The financial help industry uses terminology inconsistently. "Financial advisor," "financial planner," "financial coach," and "wealth manager" can mean very different things depending on credentials, compensation, and scope.
The professional types demystified
| Professional | What they do | Regulated? | Cost |
|---|---|---|---|
| CFP (Certified Financial Planner) | Comprehensive financial planning: investments, tax, estate, insurance | Yes (CFP Board) | $2,000–$10,000/yr or hourly |
| RIA (Registered Investment Advisor) | Manages investment portfolios, fiduciary duty | Yes (SEC/state) | 0.5–1.5% AUM annually |
| Broker/dealer (non-fiduciary) | Recommends and sells investment products | Yes but suitability standard | Commissions on products sold |
| Financial coach | Behavior change, accountability, budgeting systems | Unregulated | $100–$300/month |
| Financial therapist | Money mindset, behavioral patterns, emotional relationship with money | Therapist license (varies) | $150–$300/session |
Who you need at each stage
- Getting started, behavioral issues, debt: Financial coach. No investments to manage yet — you need accountability and systems.

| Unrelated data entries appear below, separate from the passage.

//! Scope resolution: which domains and workspaces a post targets.

use std::collections::BTreeSet;
use std::sync::Arc;

use tracing::debug;

use crate::directory::{DirectoryClient, DomainFilter, ResourceState, WorkspaceFilter};
use crate::post::{Post, PostScope};
use crate::Result;

/// One notification target produced by scope resolution.
///
/// Ephemeral; lives for a single send operation and is never persisted.
#[derive(Debug, Clone, PartialEq, Eq, PartialOrd, Ord)]
pub struct ResolvedTarget {
    /// Domain the target belongs to.
    pub domain_id: String,
    /// Workspace within the domain, for workspace-scoped posts.
    pub workspace_id: Option<String>,
}

impl ResolvedTarget {
    /// Domain-wide target.
    pub fn domain(domain_id: impl Into<String>) -> Self {
        Self {
            domain_id: domain_id.into(),
            workspace_id: None,
        }
    }

    /// Workspace target within a domain.
    pub fn workspace(domain_id: impl Into<String>, workspace_id: impl Into<String>) -> Self {
        Self {
            domain_id: domain_id.into(),
            workspace_id: Some(workspace_id.into()),
        }
    }
}

/// Turns a post's visibility scope into notification targets.
pub struct ScopeResolver<D> {
    directory: Arc<D>,
}

impl<D> ScopeResolver<D>
where
    D: DirectoryClient,
{
    /// Create a resolver over the given directory client.
    pub fn new(directory: Arc<D>) -> Self {
        Self { directory }
    }

    /// Resolve the post's scope to a deterministic, sorted target list.
    ///
    /// Only targets in enabled state are returned; workspace ids stored on
    /// the post that are no longer enabled are silently dropped.
    ///
    /// # Errors
    ///
    /// Returns a dependency error if a directory query fails. No partial
    /// result is ever returned.
    pub async fn resolve(&self, post: &Post) -> Result<Vec<ResolvedTarget>> {
        let targets = match post.scope {
            PostScope::System => self.resolve_system().await?,
            PostScope::Domain => vec![ResolvedTarget::domain(&post.domain_id)],
            PostScope::Workspace => self.resolve_workspaces(post).await?,
        };
        debug!(
            post_id = %post.post_id,
            scope = ?post.scope,
            target_count = targets.len(),
            "resolved notification targets"
        );
        Ok(targets)
    }

    async fn resolve_system(&self) -> Result<Vec<ResolvedTarget>> {
        let listing = self
            .directory
            .list_domains(&DomainFilter {
                state: ResourceState::Enabled,
            })
            .await?;

        let mut targets: Vec<ResolvedTarget> = listing
            .results
            .into_iter()
            .filter(|d| d.state == ResourceState::Enabled)
            .map(|d| ResolvedTarget::domain(d.domain_id))
            .collect();
        targets.sort();
        targets.dedup();
        Ok(targets)
    }

    async fn resolve_workspaces(&self, post: &Post) -> Result<Vec<ResolvedTarget>> {
        let listing = self
            .directory
            .list_workspaces(&WorkspaceFilter {
                domain_id: post.domain_id.clone(),
                state: ResourceState::Enabled,
            })
            .await?;

        let enabled: BTreeSet<String> = listing
            .results
            .into_iter()
            .filter(|w| w.state == ResourceState::Enabled)
            .map(|w| w.workspace_id)
            .collect();

        // Intersect with the workspace ids stored on the post; ids that are
        // gone or disabled are dropped without error.
        let requested: BTreeSet<&String> = post.workspaces.iter().collect();
        let targets = requested
            .into_iter()
            .filter(|id| enabled.contains(*id))
            .map(|id| ResolvedTarget::workspace(&post.domain_id, id))
            .collect();
        Ok(targets)
    }
}
//! bulletin - notice board backend core.
//!
//! This crate implements the post distribution subsystem of a notice board
//! service: resolving which recipients should be notified for a post based
//! on its visibility scope, deduplicating and localizing that audience,
//! guarding against duplicate sends, and sanitizing untrusted rich-text
//! content before it is ever stored.
//!
//! Persistence, transport parsing and authorization are external concerns;
//! this crate talks to them through the narrow client traits in
//! [`directory`], [`settings`], [`cache`] and [`mailer`].

pub mod cache;
pub mod config;
pub mod directory;
pub mod error;
pub mod logging;
pub mod mailer;
pub mod notification;
pub mod post;
pub mod sanitize;
pub mod settings;

pub use cache::{CacheError, CacheStore, MemoryCache};
pub use config::{Config, LoggingConfig, NotificationConfig, ServiceConfig};
pub use directory::{
    DirectoryClient, DirectoryError, DomainFilter, DomainRecord, Listing, ResourceState,
    UserFilter, UserRecord, WorkspaceFilter, WorkspaceMemberFilter, WorkspaceRecord,
};
pub use error::{BoardError, Result};
pub use mailer::{MailError, MailTransport};
pub use notification::{
    AudienceAggregator, AudienceGroups, DeliveryFailure, DispatchReport, MessageTemplates,
    NotificationDispatcher, NotificationService, ResolvedTarget, ScopeResolver, SendGuard,
};
pub use post::{validate_options, Post, PostDraft, PostScope};
pub use sanitize::ContentSanitizer;
pub use settings::{ConfigClient, DomainSettings, LocaleSource, SettingsError};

- $100,000–$500,000 investable assets, straightforward situation: Fee-only CFP for a one-time comprehensive plan ($2,000–$5,000). Then self-manage with index funds.
- Over $500,000, complex situation (business, equity, real estate): Ongoing relationship with a fee-only CFP or RIA.
- Money trauma, compulsive spending, financial avoidance: Financial therapist first, then planner.